Uma alternativa é o aprendizado mediado, uma forma de instrução centrada no estudante que não permite que eles vaguem sozinhos no processo de aprendizagem, mas introduz certa estrutura no processo. Neste trabalho, adotaremos os Ciclos de Aprendizagem (CA) que engajam os estudantes na construção e desenvolvimento de um modelo e na formação de conceitos de acordo com as normas da pesquisa científica. Entendese por conceito a "representação de um objeto pelo pensamento, por meio de suas características gerais" [3] e por modelo uma visão abstrata e simplificada de uma realidade complexa. O termo modelo conceituai pode ser utilizado para se referir a modelos que são representados por conceitos ou conceitos relacionados que são formados após um processo de concepção na mente. Um modelo mental pode ser entendido como uma representação de algo na mente.

Os métodos de engajamento interativos encontramse entre os métodos de ensino mais significativos. Um modo de fazer com que os alunos participem ativamente é a adoção do aprendizado mediado, ou seja, através de uma interação intensa entre o aluno e o professor, ou mediador. Um tipo de aprendizado mediado são os ciclos de aprendizagem (CA). Acredita-se que os CA fazem com que os alunos se engajem na construção de um modelo de acordo com as regras da pesquisa científica.

Por uma questão de adaptação, nossas impressões acerca do mundo ao nosso redor se manifestam de modo majoritariamente visual. A visão é responsável por pelo menos 80% das informações adquiridas pelo ser humano [4]. Assim, no caso de alunos deficientes visuais, surgem várias questões: Como o aluno entenderá os conceitos apresentados em aula? Como vai compreender o conceito de luz? Como descrever os fenômenos de refração e reflexão da luz ?

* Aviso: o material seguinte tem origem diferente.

use clap::{Arg, ArgAction, ArgMatches, Command, ValueHint};
use std::net::IpAddr;
use std::path::PathBuf;

/// CLI arguments for rapport-server
#[derive(Debug, Clone, Default)]
pub struct CliArgs {
    pub host: Option<IpAddr>,
    pub port: Option<u16>,
    pub config_file: Option<PathBuf>,
    pub memory_storage: bool,
    pub max_request_size: Option<usize>,
    pub log_level: Option<String>,
}

impl CliArgs {
    /// Parse command line arguments
    pub fn parse() -> Self {
        let matches = Self::command().get_matches();

        if matches.get_flag("help_env") {
            Self::print_env_help();
            std::process::exit(0);
        }

        Self::from_matches(&matches)
    }

    /// The clap command describing every argument
    pub fn command() -> Command {
        Command::new("rapport-server")
            .version(rapport::VERSION)
            .about("HTTP API server for the Rapport social-graph backend")
            .long_about(
                r#"Rapport Server exposes friendships, votes, deadlines, threads and
time-boxed allocations over a REST API.

The server can be configured through command line arguments or environment
variables. Command line arguments take precedence over environment variables.

Examples:
  rapport-server --port 8080
  rapport-server --config rapport.toml --log-level debug
  rapport-server --memory"#,
            )
            .arg(
                Arg::new("host")
                    .long("host")
                    .value_name("ADDR")
                    .help("Address to bind")
                    .long_help(
                        "IP address the HTTP server binds to.
Environment variable: RAPPORT_SERVER_HOST",
                    )
                    .value_parser(clap::value_parser!(IpAddr)),
            )
            .arg(
                Arg::new("port")
                    .short('p')
                    .long("port")
                    .value_name("PORT")
                    .help("Port to listen on")
                    .long_help(
                        "Port number for the HTTP server to listen on.
Environment variable: RAPPORT_SERVER_PORT",
                    )
                    .value_hint(ValueHint::Other)
                    .value_parser(clap::value_parser!(u16)),
            )
            .arg(
                Arg::new("config")
                    .short('c')
                    .long("config")
                    .value_name("FILE")
                    .help("Rapport configuration file")
                    .long_help(
                        "Path to a TOML, YAML or JSON Rapport configuration file. When
omitted the default search locations and RAPPORT_* variables are used.
Environment variable: RAPPORT_SERVER_CONFIG_FILE",
                    )
                    .value_hint(ValueHint::FilePath)
                    .value_parser(clap::value_parser!(PathBuf)),
            )
            .arg(
                Arg::new("memory")
                    .long("memory")
                    .help("Keep all state in memory")
                    .long_help("Ignore the configured backend and use in-memory stores.")
                    .action(ArgAction::SetTrue),
            )
            .arg(
                Arg::new("max_request_size")
                    .long("max-request-size")
                    .value_name("BYTES")
                    .help("Maximum request body size in bytes")
                    .long_help(
                        "Maximum size allowed for HTTP request bodies.
Larger requests will be rejected.
Environment variable: RAPPORT_SERVER_MAX_REQUEST_SIZE",
                    )
                    .value_parser(clap::value_parser!(usize)),
            )
            .arg(
                Arg::new("log_level")
                    .long("log-level")
                    .value_name("LEVEL")
                    .help("Logging level")
                    .long_help(
                        "Set the logging level. Valid values: error, warn, info, debug, trace
Environment variable: RUST_LOG",
                    )
                    .value_parser(["error", "warn", "info", "debug", "trace"]),
            )
            .arg(
                Arg::new("help_env")
                    .long("help-env")
                    .help("Show all environment variables")
                    .action(ArgAction::SetTrue),
            )
    }

    /// Build arguments from parsed matches
    pub fn from_matches(matches: &ArgMatches) -> Self {
        Self {
            host: matches.get_one::<IpAddr>("host").copied(),
            port: matches.get_one::<u16>("port").copied(),
            config_file: matches.get_one::<PathBuf>("config").cloned(),
            memory_storage: matches.get_flag("memory"),
            max_request_size: matches.get_one::<usize>("max_request_size").copied(),
            log_level: matches.get_one::<String>("log_level").cloned(),
        }
    }

    fn print_env_help() {
        println!("Rapport Server Environment Variables");
        println!("====================================");
        println!();
        println!("Server:");
        println!("  RAPPORT_SERVER_HOST              - Bind address (default: 0.0.0.0)");
        println!("  RAPPORT_SERVER_PORT              - Server port (default: 3000)");
        println!("  RAPPORT_SERVER_MAX_REQUEST_SIZE  - Max request body size in bytes (default: 1MB)");
        println!("  RAPPORT_SERVER_CONFIG_FILE       - Rapport configuration file");
        println!();
        println!("Rapport (nested keys split on '__'):");
        println!("  RAPPORT_STORAGE__BACKEND         - memory or surrealdb");
        println!("  RAPPORT_STORAGE__DATA_DIR        - Data directory for on-disk storage");
        println!("  RAPPORT_STORAGE__SURREALDB__ENGINE - memory or rocksdb");
        println!("  RAPPORT_FRIENDSHIP__REVERSE_REQUEST_POLICY - reject or auto_accept");
        println!("  RAPPORT_ALLOCATOR__MAX_DURATION  - Longest allocation, e.g. 24h");
        println!("  RAPPORT_ALLOCATOR__DEFAULT_DURATION - Allocation when none is given, e.g. 15m");
        println!();
        println!("Logging:");
        println!("  RUST_LOG                         - Logging level (error, warn, info, debug, trace)");
        println!();
        println!("Note: Command line arguments take precedence over environment variables.");
    }
}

2. Os ciclos de aprendizagem de Karplus

O conceito de ciclo de aprendizagem como forma de aprendizagem estruturada e mediada foi inicialmente introduzida por Karplus em 1962 [5] para o ensino de conceitos de ciência em escolas do ensino fundamental, dentro do referencial da teoria de Piaget do desenvolvimento intelectual. Assim, as bases deste referencial estão enraizadas nas teorias de aprendizagem de Piaget. Piaget caracterizou o desenvolvimento intelectual humano em termos de quatro estágios, ou seja, patamares de desenvolvimento que se dão por sucessão: a) sensório-motor (de 0-2 anos de idade); b) pré-operacional (de 1-8 anos de idade); c) concreto (a partir dos 8 anos de idade) e d) pensamento formal (a partir dos 11 anos de idade). Piaget também identificou os quatro fatores principais que ele acreditava serem relevantes para o desenvolvimento das habilidades de raciocínio cognitivo [2], ou seja, os fatores que permitem ao indivíduo de avançar de um estágio para o outro. Estes fatores são: Iº) Maturação: os estudantes devem ser biologicamente maduros e fisicamente desenvolvidos e consequentemente capazes de operar fisicamente no ambiente; 2º) Experiência com o ambiente físico: as experiências concretas anteriores e a habilidade de recordar estas experiências são fundamentais para o aprendizado. Piaget descreve dois tipos de experiência: Experiência Física, é aquela obtida diretamente dos objetos e a Experiência Lógico-Matemática, é aquela obtida por ações que afetam os objetos; 3º) Comunicação ou transmissão social: aquelas onde os alunos devem ser capazes de comunicar informação nas formas oral e escrita; 4º) Equilíbrio: Este estágio designa um processo mental interno no qual novas experiências são combinadas com expectativas anteriores e dão origem a novas operações lógicas, ou seja, devido ao crescimento cognitivo, os estudantes devem ser expostos à situações cognitivamente desafiantes, onde as suas condições de operação mental não são adequadas. O processo de acomodação, ou seja, de reestruturação dos esquemas de assimilação, também chamado de equilíbrio, é o processo pelo qual os estudantes lidam com esta nova informação resultando no crescimento cognitivo. O novo conhecimento representa a acomodação. Entende-se por cognição o ato ou processo de conhecer, envolvendo atenção, percepção, memória, raciocínio, juízo, imaginação, pensamento e linguagem.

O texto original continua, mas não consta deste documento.